The increments are tough too, we might get a new job and make more, but then we lose our medicaid or other benefits such as income-based rent. So one has to earn significantly more to make a difference permanently in their lives. If you live somewhere like Fort Collins it’s even harder to pull ahead as the cost of living and cost of rent is harder to afford. 

The reality is that every single person living in the lower class or lower middle class, is literally pulling themselves up every single day by their bootstraps, just to get out of bed. The reality is that it is often so hard to want to even be alive. I believe this feeds into the drug epidemic and why so many people rely on medications of various kinds.

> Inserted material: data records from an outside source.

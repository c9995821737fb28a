//! File system implementation. Five layers:
//!   + Blocks: bitmap allocator for inodes and raw data blocks.
//!   + Transactions: every operation stages its writes and commits once.
//!   + Inodes: fixed-size records, reading, writing, metadata.
//!   + Directories: inodes whose content is an ordered linked record list.
//!   + Handles: volume/dirent/file objects the kernel's VFS drives.
//!
//! This module holds the filesystem object and the path-level operations;
//! the thin 0/-1 adapter the kernel sees is in `vfs`.
//!
//! Each operation opens a fresh `Transaction`, mutates in-memory copies of
//! inodes, directory lists and data buffers while staging every change,
//! then commits. On any failure the transaction is dropped and the disk is
//! untouched, so a crash between operations finds a consistent image.

pub(crate) mod bitmap;
pub(crate) mod dir;
pub(crate) mod inode;
pub(crate) mod superblock;
pub(crate) mod tx;

pub use dir::FileName;
pub use inode::Inode;
pub use superblock::Superblock;
pub use tx::Transaction;

use dir::{DirList, DirRecord, EMPTY_DIR_BYTES};
use scopeguard::ScopeGuard;

use crate::bio::{BlockData, BlockDevice};
use crate::error::{Error, Result};
use crate::file::{File, FileMode};
use crate::param::{BSIZE, MAXFILE, ROOTINO};
use crate::vfs::Volume;

/// One mounted filesystem: the device and its parsed superblock.
pub struct Kfs<D: BlockDevice> {
    pub(crate) dev: D,
    pub(crate) sb: Superblock,
}

impl<D: BlockDevice> Kfs<D> {
    /// Build a fresh filesystem on `dev`: write the superblock, clear both
    /// bitmaps and the inode table, then create the root directory.
    pub fn format(mut dev: D) -> Result<Kfs<D>> {
        let sb = Superblock::format(dev.nblocks())?;
        let mut buf: BlockData = [0; BSIZE];
        sb.write_to(&mut buf);
        dev.write(0, &buf)?;

        let zero: BlockData = [0; BSIZE];
        for blockno in 1..sb.data_block(0) {
            dev.write(blockno, &zero)?;
        }

        let mut fs = Kfs { dev, sb };
        fs.mkfs_root()?;
        log::debug!("kfs: formatted: {:?}", fs.sb);
        Ok(fs)
    }

    /// Mount the filesystem on `dev`. Validates the superblock and hands
    /// back the volume handle; the root inode is number 1 by construction.
    pub fn mount(mut dev: D, unit: u32) -> Result<(Kfs<D>, Volume)> {
        let mut buf: BlockData = [0; BSIZE];
        dev.read(0, &mut buf)?;
        let sb = Superblock::new(&buf, dev.nblocks())?;
        log::debug!("kfs: mount unit {}: {:?}", unit, sb);
        Ok((
            Kfs { dev, sb },
            Volume {
                unit,
                root_inum: ROOTINO,
            },
        ))
    }

    pub fn superblock(&self) -> &Superblock {
        &self.sb
    }

    /// Give the device back, e.g. to remount.
    pub fn into_device(self) -> D {
        self.dev
    }

    pub(crate) fn commit(&mut self, tx: Transaction) -> Result<()> {
        tx.commit(&self.sb, &mut self.dev)
    }

    fn mkfs_root(&mut self) -> Result<()> {
        let mut tx = Transaction::new();
        let mut root = self.stage_inode_create(&mut tx, true)?;
        if root.inum != ROOTINO {
            return Err(Error::Corrupt);
        }
        // Root is its own parent: it carries both links itself.
        root.nlink = 2;
        let mut body = DirList::empty_dir(root.inum, root.inum);
        self.write_dir(&mut tx, &mut root, &mut body)?;
        self.stage_inode_save(&mut tx, &root)?;
        self.commit(tx)
    }

    /// Create directory `name` under the directory `parent_inum`, with its
    /// "." and ".." body.
    pub fn mkdir(&mut self, parent_inum: u32, name: &str) -> Result<()> {
        let name = FileName::new(name)?;
        let mut tx = Transaction::new();
        let mut parent = self.inode_required(parent_inum)?;
        let mut parent_list = self.read_dir(&parent)?;

        let mut node = self.stage_inode_create(&mut tx, true)?;
        let mut body = DirList::empty_dir(node.inum, parent.inum);
        self.write_dir(&mut tx, &mut node, &mut body)?;

        let rec = DirRecord::new(&name, &mut node);
        parent_list.add(rec, &mut parent)?;
        self.write_dir(&mut tx, &mut parent, &mut parent_list)?;
        self.stage_inode_save(&mut tx, &node)?;
        self.stage_inode_save(&mut tx, &parent)?;
        self.commit(tx)
    }

    /// Create an empty regular file `name` under `parent_inum`.
    pub fn mkfile(&mut self, parent_inum: u32, name: &str) -> Result<()> {
        let name = FileName::new(name)?;
        let mut tx = Transaction::new();
        let mut parent = self.inode_required(parent_inum)?;
        let mut parent_list = self.read_dir(&parent)?;

        let mut node = self.stage_inode_create(&mut tx, false)?;
        let rec = DirRecord::new(&name, &mut node);
        parent_list.add(rec, &mut parent)?;
        self.write_dir(&mut tx, &mut parent, &mut parent_list)?;
        self.stage_inode_save(&mut tx, &node)?;
        self.stage_inode_save(&mut tx, &parent)?;
        self.commit(tx)
    }

    /// Remove the empty directory `name` from `parent_inum`.
    pub fn rmdir(&mut self, parent_inum: u32, name: &str) -> Result<()> {
        let name = FileName::new(name)?;
        if name.as_bytes() == b"." || name.as_bytes() == b".." {
            return Err(Error::NotFound);
        }
        let mut tx = Transaction::new();
        let mut parent = self.inode_required(parent_inum)?;
        let mut list = self.read_dir(&parent)?;

        let slot = list.lookup_exact(&name).ok_or(Error::NotFound)?;
        let mut node = self.inode_required(list.record(slot).inum)?;
        if !node.is_dir() {
            return Err(Error::NotADirectory);
        }
        if node.size != EMPTY_DIR_BYTES {
            return Err(Error::NotEmpty);
        }

        parent.nlink = parent.nlink.saturating_sub(1);
        self.stage_inode_drop(&mut tx, &mut node)?;
        list.remove_named(&name)?;
        self.write_dir(&mut tx, &mut parent, &mut list)?;
        self.stage_inode_save(&mut tx, &parent)?;
        self.commit(tx)
    }

    /// Remove the non-directory entry `name` from `parent_inum`, deleting
    /// the inode once its last link is gone.
    pub fn unlink(&mut self, parent_inum: u32, name: &str) -> Result<()> {
        let name = FileName::new(name)?;
        if name.as_bytes() == b"." || name.as_bytes() == b".." {
            return Err(Error::NotFound);
        }
        let mut tx = Transaction::new();
        let mut parent = self.inode_required(parent_inum)?;
        let mut list = self.read_dir(&parent)?;

        let slot = list.lookup_exact(&name).ok_or(Error::NotFound)?;
        let mut node = self.inode_required(list.record(slot).inum)?;
        if node.is_dir() {
            return Err(Error::IsADirectory);
        }

        list.remove_named(&name)?;
        self.write_dir(&mut tx, &mut parent, &mut list)?;
        self.stage_inode_drop(&mut tx, &mut node)?;
        self.stage_inode_save(&mut tx, &parent)?;
        self.commit(tx)
    }

    /// Add a second name for the non-directory `name` in the same
    /// directory.
    pub fn link(&mut self, parent_inum: u32, name: &str, new_name: &str) -> Result<()> {
        let name = FileName::new(name)?;
        let new_name = FileName::new(new_name)?;
        let mut tx = Transaction::new();
        let mut parent = self.inode_required(parent_inum)?;
        let mut list = self.read_dir(&parent)?;

        let slot = list.lookup_exact(&name).ok_or(Error::NotFound)?;
        let mut node = self.inode_required(list.record(slot).inum)?;
        if node.is_dir() {
            return Err(Error::IsADirectory);
        }

        let rec = DirRecord::new(&new_name, &mut node);
        list.add(rec, &mut parent)?;
        self.write_dir(&mut tx, &mut parent, &mut list)?;
        self.stage_inode_save(&mut tx, &parent)?;
        self.stage_inode_save(&mut tx, &node)?;
        self.commit(tx)
    }

    /// Find `name` in directory `parent_inum`.
    pub fn lookup(&mut self, parent_inum: u32, name: &str) -> Result<Option<Inode>> {
        let name = FileName::new(name)?;
        let parent = self.inode_required(parent_inum)?;
        let list = self.read_dir(&parent)?;
        match list.lookup_exact(&name) {
            Some(slot) => self.inode(list.record(slot).inum),
            None => Ok(None),
        }
    }

    /// Open inode `inum` at offset 0. No I/O beyond loading the inode.
    pub fn open(&mut self, inum: u32, mode: FileMode) -> Result<File> {
        if mode.is_empty() {
            return Err(Error::BadMode);
        }
        let node = self.inode_required(inum)?;
        Ok(File::new(node, mode))
    }

    /// Format the directory's names into `buf`, space-separated, in list
    /// order, skipping "." and "..". Returns the bytes written; stops when
    /// the next name no longer fits.
    pub fn readdir(&mut self, inum: u32, buf: &mut [u8]) -> Result<usize> {
        let node = self.inode_required(inum)?;
        let list = self.read_dir(&node)?;
        let mut total = 0;
        for rec in list.iter() {
            let name = rec.name_bytes();
            if name == b"." || name == b".." {
                continue;
            }
            if buf.len() - total < name.len() + 1 {
                break;
            }
            buf[total..total + name.len()].copy_from_slice(name);
            buf[total + name.len()] = b' ';
            total += name.len() + 1;
        }
        Ok(total)
    }

    /// Read up to `buf.len()` bytes at the handle's offset, clamped to the
    /// file size, advancing the offset by the count transferred.
    pub fn read_file(&mut self, file: &mut File, buf: &mut [u8]) -> Result<u32> {
        if !file.mode.contains(FileMode::READ) {
            return Err(Error::BadMode);
        }
        let start = file.offset;
        let end = start
            .saturating_add(buf.len() as u32)
            .min(file.inode.size);
        if end <= start {
            return Ok(0);
        }
        let n = end - start;
        self.read_range(&file.inode, &mut buf[..n as usize], start)?;
        file.offset = end;
        Ok(n)
    }

    /// Write `buf` at the handle's offset inside one transaction. On any
    /// failure the handle is restored, offset included.
    pub fn write_file(&mut self, file: &mut File, buf: &[u8]) -> Result<u32> {
        if !file.mode.contains(FileMode::WRITE) {
            return Err(Error::BadMode);
        }
        let start = file.offset;
        let snapshot = file.inode;
        let mut file = scopeguard::guard(file, move |f| {
            f.offset = start;
            f.inode = snapshot;
        });

        let end = start.checked_add(buf.len() as u32).ok_or(Error::TooBig)?;
        if end as usize > MAXFILE {
            return Err(Error::TooBig);
        }
        file.offset = end;

        let mut tx = Transaction::new();
        let n = self.write_range(&mut tx, &mut file.inode, buf, start)?;
        self.commit(tx)?;
        let _ = ScopeGuard::into_inner(file);
        Ok(n)
    }
}
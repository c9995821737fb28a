//! Error kinds for every fallible filesystem operation.
//!
//! Internal code propagates these with `?` and never recovers; the VFS
//! boundary collapses them to the kernel's 0/-1 convention after logging
//! the kind.

/// What went wrong. One variant per failure class the filesystem can
/// detect; I/O faults from the block device are folded into `Io`.
#[derive(Clone, Copy, Debug, PartialEq, Eq)]
pub enum Error {
    /// No free inode or data block left.
    NoSpace,
    /// Named entry or referenced object does not exist.
    NotFound,
    /// Directory entry with this name already exists.
    Exists,
    /// Operation requires a directory but the target is a file.
    NotADirectory,
    /// Operation requires a file but the target is a directory.
    IsADirectory,
    /// Directory still has entries besides "." and "..".
    NotEmpty,
    /// File name exceeds `FILENAME_MAX` or is malformed.
    NameTooLong,
    /// Resize past the direct-block limit, or transaction overflow.
    TooBig,
    /// File handle not opened for this access.
    BadMode,
    /// Block device failure.
    Io,
    /// On-disk state violates a filesystem invariant.
    Corrupt,
}

pub type Result<T> = core::result::Result<T, Error>;
use egui::{self, Align, CursorIcon, Id, Key, Response, Sense, Ui, Widget};

use crate::adapter::DecimalSpinAdapter;
use crate::primitive::{IntSpinBox, IntSpinPrimitive, Interaction};

/// `[-] [ text ] [⇔] [+]` rendering of a [`DecimalSpinAdapter`].
///
/// The returned response is `changed()` only when the frame committed a new
/// value, i.e. exactly when `value_modified` fired.
pub struct DecimalSpinBox<'a, P: IntSpinPrimitive = IntSpinBox> {
    adapter: &'a mut DecimalSpinAdapter<P>,
    id: Option<Id>,
    width: f32,
    drag_pixels_per_step: f32,
}

impl<'a, P: IntSpinPrimitive> DecimalSpinBox<'a, P> {
    pub fn new(adapter: &'a mut DecimalSpinAdapter<P>) -> Self {
        Self {
            adapter,
            id: None,
            width: 90.0,
            drag_pixels_per_step: 8.0,
        }
    }

    /// Base id; the text field is `id.with("text")` and the drag handle
    /// `id.with("drag")`.
    pub fn id(mut self, id: Id) -> Self {
        self.id = Some(id);
        self
    }

    pub fn width(mut self, width: f32) -> Self {
        self.width = width;
        self
    }

    pub fn drag_pixels_per_step(mut self, pixels: f32) -> Self {
        self.drag_pixels_per_step = pixels.max(1.0);
        self
    }
}

impl<P: IntSpinPrimitive> Widget for DecimalSpinBox<'_, P> {
    fn ui(self, ui: &mut Ui) -> Response {
        let DecimalSpinBox {
            adapter,
            id,
            width,
            drag_pixels_per_step,
        } = self;
        let base_id = id.unwrap_or_else(|| ui.next_auto_id());
        let mut committed = false;

        let inner = ui.horizontal(|ui| {
            ui.spacing_mut().item_spacing.x = 2.0;

            if ui.add(egui::Button::new("−").small()).clicked() {
                committed |= adapter.interact(Interaction::StepDown).is_some();
            }

            let mut text = adapter.display_text();
            let text_response = ui.add(
                egui::TextEdit::singleline(&mut text)
                    .id(base_id.with("text"))
                    .desired_width(width)
                    .horizontal_align(Align::RIGHT)
                    .interactive(adapter.config().editable),
            );
            if text_response.changed() {
                adapter.interact(Interaction::EditText(text));
            }
            if text_response.lost_focus() {
                let interaction = if ui.input(|i| i.key_pressed(Key::Escape)) {
                    Interaction::CancelEdit
                } else {
                    Interaction::CommitEdit
                };
                committed |= adapter.interact(interaction).is_some();
            }
            if text_response.hovered() && !text_response.has_focus() {
                let scroll = ui.input(|i| i.raw_scroll_delta.y);
                if scroll != 0.0 {
                    let steps = if scroll > 0.0 { 1 } else { -1 };
                    committed |= adapter.interact(Interaction::StepBy(steps)).is_some();
                }
            }

            let glyph = ui.add(egui::Label::new("⇔").selectable(false));
            let handle = ui
                .interact(glyph.rect, base_id.with("drag"), Sense::drag())
                .on_hover_cursor(CursorIcon::ResizeHorizontal);
            let acc_id = handle.id.with("drag_acc");
            if handle.dragged() {
                let mut acc = ui.data(|d| d.get_temp::<f32>(acc_id).unwrap_or(0.0));
                acc += handle.drag_delta().x;
                let steps = (acc / drag_pixels_per_step).trunc();
                acc -= steps * drag_pixels_per_step;
                ui.data_mut(|d| d.insert_temp(acc_id, acc));
                if steps != 0.0 {
                    adapter.interact(Interaction::DragBy(steps as i32));
                }
            }
            if handle.drag_stopped() {
                ui.data_mut(|d| d.remove::<f32>(acc_id));
                committed |= adapter.interact(Interaction::DragRelease).is_some();
            }

            if ui.add(egui::Button::new("+").small()).clicked() {
                committed |= adapter.interact(Interaction::StepUp).is_some();
            }
        });

        let mut response = inner.response;
        if committed {
            response.mark_changed();
        }
        response
    }
}
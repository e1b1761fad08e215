use thiserror::Error;

#[derive(Error, Debug)]
pub enum SpinError {
    #[error("Cannot parse '{text}' as a number in locale {locale}")]
    ParseFailure { text: String, locale: String },

    #[error("Unknown locale: {id}")]
    UnknownLocale { id: String },

    #[error("Settings error: {message}")]
    SettingsError { message: String },

    #[error("IO error: {source}")]
    IoError {
        #[from]
        source: std::io::Error,
    },

    #[error("JSON parsing error: {source}")]
    JsonError {
        #[from]
        source: serde_json::Error,
    },
}

pub type Result<T> = std::result::Result<T, SpinError>;

impl SpinError {
    pub fn parse_failure(text: &str, locale: &str) -> Self {
        SpinError::ParseFailure {
            text: text.to_string(),
            locale: locale.to_string(),
        }
    }

    /// Returns true if the user can fix this by editing the input again
    pub fn is_recoverable(&self) -> bool {
        matches!(
            self,
            SpinError::ParseFailure { .. } | SpinError::UnknownLocale { .. }
        )
    }

    /// Returns an error code for programmatic handling
    pub fn error_code(&self) -> &'static str {
        match self {
            SpinError::ParseFailure { .. } => "PARSE_FAILURE",
            SpinError::UnknownLocale { .. } => "UNKNOWN_LOCALE",
            SpinError::SettingsError { .. } => "SETTINGS_ERROR",
            SpinError::IoError { .. } => "IO_ERROR",
            SpinError::JsonError { .. } => "JSON_ERROR",
        }
    }
}
//! Locale-aware fixed-point formatting and parsing.
//!
//! Locales are injected into the adapter as a [`NumberLocale`] rather than
//! read from the process environment. [`LocaleSpec`] covers the common
//! separator conventions; hosts with a real locale database can implement
//! the trait themselves.

use crate::errors::{Result, SpinError};
use crate::scale::MAX_DECIMALS;

pub trait NumberLocale {
    fn name(&self) -> &str;
    fn decimal_separator(&self) -> char;
    fn group_separator(&self) -> Option<char>;
    fn negative_sign(&self) -> char;
    fn positive_sign(&self) -> char;

    /// Format with exactly `decimals` fraction digits.
    fn format_fixed(&self, value: f64, decimals: u32) -> String;

    /// Parse locale-formatted text. There is deliberately no retry in
    /// another locale when this fails.
    fn parse(&self, text: &str) -> Result<f64>;
}

#[derive(Debug, Clone, PartialEq)]
pub struct LocaleSpec {
    pub name: String,
    pub decimal_separator: char,
    pub group_separator: Option<char>,
    pub group_size: usize,
    pub negative_sign: char,
    pub positive_sign: char,
}

impl Default for LocaleSpec {
    fn default() -> Self {
        Self::c()
    }
}

impl LocaleSpec {
    pub fn c() -> Self {
        Self {
            name: "C".to_string(),
            decimal_separator: '.',
            group_separator: None,
            group_size: 3,
            negative_sign: '-',
            positive_sign: '+',
        }
    }

    pub fn en_us() -> Self {
        Self {
            name: "en_US".to_string(),
            group_separator: Some(','),
            ..Self::c()
        }
    }

    pub fn de_de() -> Self {
        Self {
            name: "de_DE".to_string(),
            decimal_separator: ',',
            group_separator: Some('.'),
            ..Self::c()
        }
    }

    pub fn fr_fr() -> Self {
        Self {
            name: "fr_FR".to_string(),
            decimal_separator: ',',
            group_separator: Some('\u{202F}'),
            ..Self::c()
        }
    }

    pub fn de_ch() -> Self {
        Self {
            name: "de_CH".to_string(),
            group_separator: Some('\u{2019}'),
            ..Self::c()
        }
    }

    fn group_digits(&self, digits: &str) -> String {
        let sep = match self.group_separator {
            Some(sep) if self.group_size > 0 && digits.len() > self.group_size => sep,
            _ => return digits.to_string(),
        };

        let mut out = String::with_capacity(digits.len() + digits.len() / self.group_size);
        let lead = digits.len() % self.group_size;
        for (i, ch) in digits.chars().enumerate() {
            if i > 0 && (i + self.group_size - lead) % self.group_size == 0 {
                out.push(sep);
            }
            out.push(ch);
        }
        out
    }
}

impl NumberLocale for LocaleSpec {
    fn name(&self) -> &str {
        &self.name
    }

    fn decimal_separator(&self) -> char {
        self.decimal_separator
    }

    fn group_separator(&self) -> Option<char> {
        self.group_separator
    }

    fn negative_sign(&self) -> char {
        self.negative_sign
    }

    fn positive_sign(&self) -> char {
        self.positive_sign
    }

    fn format_fixed(&self, value: f64, decimals: u32) -> String {
        if !value.is_finite() {
            return value.to_string();
        }

        let decimals = decimals.min(MAX_DECIMALS) as usize;
        let raw = format!("{:.*}", decimals, value.abs());
        let (int_part, frac_part) = match raw.split_once('.') {
            Some((int_part, frac_part)) => (int_part, Some(frac_part)),
            None => (raw.as_str(), None),
        };

        let mut out = String::with_capacity(raw.len() + 4);
        // No sign on a value that rounds to zero
        let is_zero = raw.bytes().all(|b| b == b'0' || b == b'.');
        if value.is_sign_negative() && !is_zero {
            out.push(self.negative_sign);
        }
        out.push_str(&self.group_digits(int_part));
        if let Some(frac) = frac_part {
            out.push(self.decimal_separator);
            out.push_str(frac);
        }
        out
    }

    fn parse(&self, text: &str) -> Result<f64> {
        let fail = || SpinError::parse_failure(text, &self.name);

        let trimmed = text.trim();
        let (negative, body) = if let Some(rest) = trimmed.strip_prefix(self.negative_sign) {
            (true, rest)
        } else if let Some(rest) = trimmed.strip_prefix(self.positive_sign) {
            (false, rest)
        } else {
            (false, trimmed)
        };

        let mut normalized = String::with_capacity(body.len() + 1);
        if negative {
            normalized.push('-');
        }

        let mut seen_decimal = false;
        let mut digits = 0usize;
        for ch in body.chars() {
            if ch.is_ascii_digit() {
                normalized.push(ch);
                digits += 1;
            } else if ch == self.decimal_separator && !seen_decimal {
                seen_decimal = true;
                normalized.push('.');
            } else if Some(ch) == self.group_separator && !seen_decimal && digits > 0 {
                continue;
            } else {
                return Err(fail());
            }
        }

        if digits == 0 {
            return Err(fail());
        }
        normalized.parse::<f64>().map_err(|_| fail())
    }
}

/// Locales addressable by identifier, e.g. `"en_US"` or `"de-DE"`.
#[derive(Debug, Clone)]
pub struct LocaleRegistry {
    locales: Vec<LocaleSpec>,
}

impl Default for LocaleRegistry {
    fn default() -> Self {
        Self {
            locales: vec![
                LocaleSpec::c(),
                LocaleSpec::en_us(),
                LocaleSpec::de_de(),
                LocaleSpec::fr_fr(),
                LocaleSpec::de_ch(),
            ],
        }
    }
}

fn normalize_id(id: &str) -> String {
    id.trim().replace('-', "_").to_ascii_lowercase()
}

impl LocaleRegistry {
    pub fn new() -> Self {
        Self::default()
    }

    /// Add a locale, replacing any existing one with the same identifier.
    pub fn register(&mut self, spec: LocaleSpec) {
        let key = normalize_id(&spec.name);
        self.locales.retain(|l| normalize_id(&l.name) != key);
        self.locales.push(spec);
    }

    pub fn get(&self, id: &str) -> Result<&LocaleSpec> {
        let key = normalize_id(id);
        self.locales
            .iter()
            .find(|l| normalize_id(&l.name) == key)
            .ok_or_else(|| SpinError::UnknownLocale { id: id.to_string() })
    }

    /// Look up `id`, falling back to the C locale when it is unknown.
    pub fn resolve(&self, id: &str) -> LocaleSpec {
        match self.get(id) {
            Ok(spec) => spec.clone(),
            Err(e) => {
                tracing::warn!(locale = id, error = %e, "falling back to C locale");
                LocaleSpec::c()
            }
        }
    }

    pub fn ids(&self) -> impl Iterator<Item = &str> {
        self.locales.iter().map(|l| l.name.as_str())
    }
}
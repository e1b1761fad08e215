//! Single-threaded observer list used for change notifications.

use std::fmt;

#[derive(Debug, Clone, Copy, PartialEq, Eq, Hash)]
pub struct ConnectionId(u64);

type Slot<T> = Box<dyn FnMut(&T)>;

pub struct Signal<T> {
    slots: Vec<(ConnectionId, Slot<T>)>,
    next_id: u64,
}

impl<T> Default for Signal<T> {
    fn default() -> Self {
        Self {
            slots: Vec::new(),
            next_id: 0,
        }
    }
}

impl<T> fmt::Debug for Signal<T> {
    fn fmt(&self, f: &mut fmt::Formatter<'_>) -> fmt::Result {
        f.debug_struct("Signal")
            .field("connections", &self.slots.len())
            .finish()
    }
}

impl<T> Signal<T> {
    pub fn new() -> Self {
        Self::default()
    }

    pub fn connect(&mut self, slot: impl FnMut(&T) + 'static) -> ConnectionId {
        let id = ConnectionId(self.next_id);
        self.next_id += 1;
        self.slots.push((id, Box::new(slot)));
        id
    }

    /// Returns false if `id` was not connected.
    pub fn disconnect(&mut self, id: ConnectionId) -> bool {
        let before = self.slots.len();
        self.slots.retain(|(slot_id, _)| *slot_id != id);
        self.slots.len() != before
    }

    /// Slots run in connection order.
    pub fn emit(&mut self, value: &T) {
        for (_, slot) in self.slots.iter_mut() {
            slot(value);
        }
    }

    pub fn connection_count(&self) -> usize {
        self.slots.len()
    }
}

Much of this is compounded by a lack of well-paying and benefit-heavy jobs. Which I also understand. When a business is trying to employ people but it lacks significant profit it’s hard to pay raises and insurance and taxes and vacation and everything else. Sometimes companies can’t even fathom employing people full time, or only employ a few people full time for these reasons.

So what do we do? As the gap between rich and poor grows so wide.

A few ideas that would help would be single-payer healthcare for everyone, education for everyone, improved high school education that is heavy on teaching valuable skills, more corporate taxation and oversight, and more programs to even the playing field. Of course this comes down to taxation and taxing either everyone equally, say 20%, or a higher tax rate for those that earn more.

Historically, the United States had it’s largest economic boom in the post WWII years as a result of higher taxation and more education with the G.I. Bill. We also held onto manufacturing jobs and “built” the United States and much of the world. While globalization has changed much of where we manufacture, we also have opportunities to create more equality and affluence. Perhaps those that worked on the oil rigs could be recruited to work with renewable energy sources?

Much of this starts as early as high school and is a goal of lifetime improvements and learning. It also has to be backed by money going to actually helping teachers and educators and not for-profit systems. We also could take a look at higher education and why the hell it has skyrocketed (administration costs) at such a horrifying rate.

While I respect the idea of self-improvement and fighting for what you want, there is also a lot to be said for the people that can’t afford to meet their basic needs. It’s expensive to survive and to have kids and when a family can barely pay their bills month to month, it’s hard to see where the next spa day and yoga retreat are coming to calm the mind.

There are little things every day that improve one’s mindset when facing hard odds, but at the end of the day we must ask if this is the continued existence we want and want for our children, or are we going to fight to make sure everyone has more opportunities?